La linea di continuità che unisce Vittorio Storaro a Roger Deakins (direttore della fotografia di Empire of Light, candidato per la migliore fotografia agli Oscar 2023) è quella della luce come linguaggio e simbolo: la luce di Deakins crea una realtà completa nel suo insieme e, puntando sulla materialità, dipinge un posto reale. Soprattutto nelle prime sequenze, è tangibile come proprio grazie alla sua luce, il foyer e la sala diventino luoghi caldi e invitanti: la luce scolpisce i loro contorni, esaltandone la materialità, al fine di indurre il desiderio dell’accesso. Dunque, sono proprio le mancanze, le differenze a rivelarsi positive: esse ci spingono a interrogarci, ma ci permettono anche di portare alla luce una configurazione che si ridesta come permanentemente cinematografica.

Riferimenti bibliografici
F. Casetti, La Galassia Lumière. Sette parole chiave per il cinema che viene, Bompiani, Milano 2015

P. Masciullo, Road to Nowhere. Il cinema contemporaneo come laboratorio autoriflessivo, Bulzoni, Roma 2017.

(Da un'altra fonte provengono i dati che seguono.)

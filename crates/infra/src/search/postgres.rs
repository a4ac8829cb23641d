//! Postgres full-text index (`tsvector`, `simple` configuration).
//!
//! Rows are keyed by `(tenant_id, entity_id)`. Removal leaves a tombstone row
//! (`removed = TRUE`) so a late upsert cannot bring a deleted entity back.
//! Reconciliation deletes tombstones once they outlive the retry horizon.

use std::collections::HashMap;
use std::sync::Arc;
use std::time::Duration;

use async_trait::async_trait;
use sqlx::{PgPool, Row};
use tracing::instrument;
use uuid::Uuid;

use marketplace_catalog::document::tokenize;
use marketplace_catalog::{SearchDocument, SearchQuery};
use marketplace_core::{EntityId, TenantId};

use super::{SearchError, SearchHit, SearchIndex};

#[derive(Debug, Clone)]
pub struct PostgresSearchIndex {
    pool: Arc<PgPool>,
}

impl PostgresSearchIndex {
    pub fn new(pool: PgPool) -> Self {
        Self {
            pool: Arc::new(pool),
        }
    }
}

fn map_sqlx_error(operation: &str, err: sqlx::Error) -> SearchError {
    match err {
        sqlx::Error::PoolClosed | sqlx::Error::PoolTimedOut | sqlx::Error::Io(_) => {
            SearchError::Unavailable(format!("{operation}: {err}"))
        }
        other => SearchError::Backend(format!("{operation}: {other}")),
    }
}

/// `term:* & term:*`, or `None` for a wildcard query. Terms are alphanumeric
/// tokens, so no tsquery operator can be smuggled in.
fn prefix_tsquery(query: &SearchQuery) -> Option<String> {
    let terms = query.terms();
    if terms.is_empty() {
        return None;
    }
    Some(
        terms
            .iter()
            .map(|t| format!("{t}:*"))
            .collect::<Vec<_>>()
            .join(" & "),
    )
}

#[async_trait]
impl SearchIndex for PostgresSearchIndex {
    #[instrument(
        skip(self, document),
        fields(tenant_id = %document.tenant_id, entity_id = %document.entity_id, version = document.version),
        err
    )]
    async fn upsert(&self, document: SearchDocument) -> Result<(), SearchError> {
        let title = tokenize(&document.title).join(" ");
        let rest = document.tokens().join(" ");
        let json = serde_json::to_value(&document)
            .map_err(|e| SearchError::Backend(format!("document not serializable: {e}")))?;

        sqlx::query(
            r#"
            INSERT INTO catalog_search_documents
                (tenant_id, entity_id, entity_type, version, document, tsv, removed, updated_at)
            VALUES (
                $1, $2, $3, $4, $5,
                setweight(to_tsvector('simple', $6), 'A') || setweight(to_tsvector('simple', $7), 'B'),
                FALSE, $8
            )
            ON CONFLICT (tenant_id, entity_id) DO UPDATE
            SET entity_type = EXCLUDED.entity_type,
                version = EXCLUDED.version,
                document = EXCLUDED.document,
                tsv = EXCLUDED.tsv,
                updated_at = EXCLUDED.updated_at
            WHERE catalog_search_documents.removed = FALSE
                AND catalog_search_documents.version < EXCLUDED.version
            "#,
        )
        .bind(document.tenant_id.as_uuid())
        .bind(document.entity_id.as_uuid())
        .bind(document.entity_type.as_str())
        .bind(document.version as i64)
        .bind(&json)
        .bind(&title)
        .bind(&rest)
        .bind(document.updated_at)
        .execute(&*self.pool)
        .await
        .map_err(|e| map_sqlx_error("search.upsert", e))?;

        Ok(())
    }

    #[instrument(skip(self), fields(tenant_id = %tenant_id, entity_id = %entity_id), err)]
    async fn remove(&self, tenant_id: TenantId, entity_id: EntityId) -> Result<(), SearchError> {
        sqlx::query(
            r#"
            INSERT INTO catalog_search_documents
                (tenant_id, entity_id, entity_type, version, document, tsv, removed, updated_at)
            VALUES ($1, $2, '', 0, '{}'::jsonb, ''::tsvector, TRUE, NOW())
            ON CONFLICT (tenant_id, entity_id) DO UPDATE
            SET removed = TRUE, document = '{}'::jsonb, tsv = ''::tsvector, updated_at = NOW()
            "#,
        )
        .bind(tenant_id.as_uuid())
        .bind(entity_id.as_uuid())
        .execute(&*self.pool)
        .await
        .map_err(|e| map_sqlx_error("search.remove", e))?;

        Ok(())
    }

    #[instrument(skip(self, query), fields(tenant_id = %tenant_id), err)]
    async fn search(&self, tenant_id: TenantId, query: &SearchQuery) -> Result<Vec<SearchHit>, SearchError> {
        let tags: Vec<String> = query.tags.iter().map(|t| t.to_lowercase()).collect();

        // The tenant predicate comes first and is not optional.
        let rows = sqlx::query(
            r#"
            SELECT document,
                   CASE WHEN $2::text IS NULL THEN 0::float8
                        ELSE ts_rank(tsv, to_tsquery('simple', $2))::float8 END AS score
            FROM catalog_search_documents
            WHERE tenant_id = $1
                AND removed = FALSE
                AND ($2::text IS NULL OR tsv @@ to_tsquery('simple', $2))
                AND ($3::text IS NULL OR entity_type = $3)
                AND ($4::text IS NULL OR document->>'category_id' = $4)
                AND ($5::float8 IS NULL OR (document->>'price')::float8 >= $5)
                AND ($6::float8 IS NULL OR (document->>'price')::float8 <= $6)
                AND ($7 OR (document->>'is_active')::boolean)
                AND NOT EXISTS (
                    SELECT 1 FROM unnest($8::text[]) AS wanted
                    WHERE NOT EXISTS (
                        SELECT 1 FROM jsonb_array_elements_text(document->'tags') AS tag
                        WHERE lower(tag) = wanted
                    )
                )
            ORDER BY score DESC, updated_at DESC, entity_id ASC
            LIMIT $9 OFFSET $10
            "#,
        )
        .bind(tenant_id.as_uuid())
        .bind(prefix_tsquery(query))
        .bind(query.entity_type.map(|t| t.as_str()))
        .bind(query.category_id.map(|id| id.to_string()))
        .bind(query.min_price)
        .bind(query.max_price)
        .bind(query.include_inactive)
        .bind(&tags)
        .bind(query.limit() as i64)
        .bind(query.offset() as i64)
        .fetch_all(&*self.pool)
        .await
        .map_err(|e| map_sqlx_error("search.query", e))?;

        rows.iter()
            .map(|row| {
                let json: serde_json::Value = row
                    .try_get("document")
                    .map_err(|e| map_sqlx_error("search.query", e))?;
                let score: f64 = row
                    .try_get("score")
                    .map_err(|e| map_sqlx_error("search.query", e))?;
                let document: SearchDocument = serde_json::from_value(json)
                    .map_err(|e| SearchError::Backend(format!("corrupt search document: {e}")))?;
                Ok(SearchHit { document, score })
            })
            .collect()
    }

    async fn indexed_versions(&self, tenant_id: TenantId) -> Result<HashMap<EntityId, u64>, SearchError> {
        let rows = sqlx::query(
            "SELECT entity_id, version FROM catalog_search_documents WHERE tenant_id = $1 AND removed = FALSE",
        )
        .bind(tenant_id.as_uuid())
        .fetch_all(&*self.pool)
        .await
        .map_err(|e| map_sqlx_error("search.indexed_versions", e))?;

        rows.iter()
            .map(|row| {
                let id: Uuid = row
                    .try_get("entity_id")
                    .map_err(|e| map_sqlx_error("search.indexed_versions", e))?;
                let version: i64 = row
                    .try_get("version")
                    .map_err(|e| map_sqlx_error("search.indexed_versions", e))?;
                Ok((EntityId::from_uuid(id), version as u64))
            })
            .collect()
    }

    #[instrument(skip(self), fields(tenant_id = %tenant_id), err)]
    async fn purge_tombstones(&self, tenant_id: TenantId, older_than: Duration) -> Result<usize, SearchError> {
        let result = sqlx::query(
            r#"
            DELETE FROM catalog_search_documents
            WHERE tenant_id = $1 AND removed = TRUE
                AND updated_at < NOW() - make_interval(secs => $2)
            "#,
        )
        .bind(tenant_id.as_uuid())
        .bind(older_than.as_secs_f64())
        .execute(&*self.pool)
        .await
        .map_err(|e| map_sqlx_error("search.purge_tombstones", e))?;
        Ok(result.rows_affected() as usize)
    }

    #[instrument(skip(self), fields(tenant_id = %tenant_id), err)]
    async fn clear_tenant(&self, tenant_id: TenantId) -> Result<(), SearchError> {
        sqlx::query("DELETE FROM catalog_search_documents WHERE tenant_id = $1")
            .bind(tenant_id.as_uuid())
            .execute(&*self.pool)
            .await
            .map_err(|e| map_sqlx_error("search.clear_tenant", e))?;
        Ok(())
    }
}

#[cfg(test)]
mod tests {
    use super::*;

    #[test]
    fn tsquery_uses_prefix_terms_only() {
        assert_eq!(
            prefix_tsquery(&SearchQuery::text("Blue wid'get")).as_deref(),
            Some("blue:* & wid:* & get:*")
        );
        assert_eq!(prefix_tsquery(&SearchQuery::text("*")), None);
    }
}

Empire of Light. Regia: Sam Mendes; sceneggiatura: Sam Mendes; fotografia: Roger Deakins; montaggio: Lee Smith; interpreti: Olivia Colman, Micheal Ward, Colin Firth, Toby Jones, Tom Brooke; produzione: Neal Street Productions, Searchlight Pictures; distribuzione: Walt Disney Studios Motion Pictures; origine: Stati Uniti d’America, Regno Unito; durata: 119′; anno: 2022.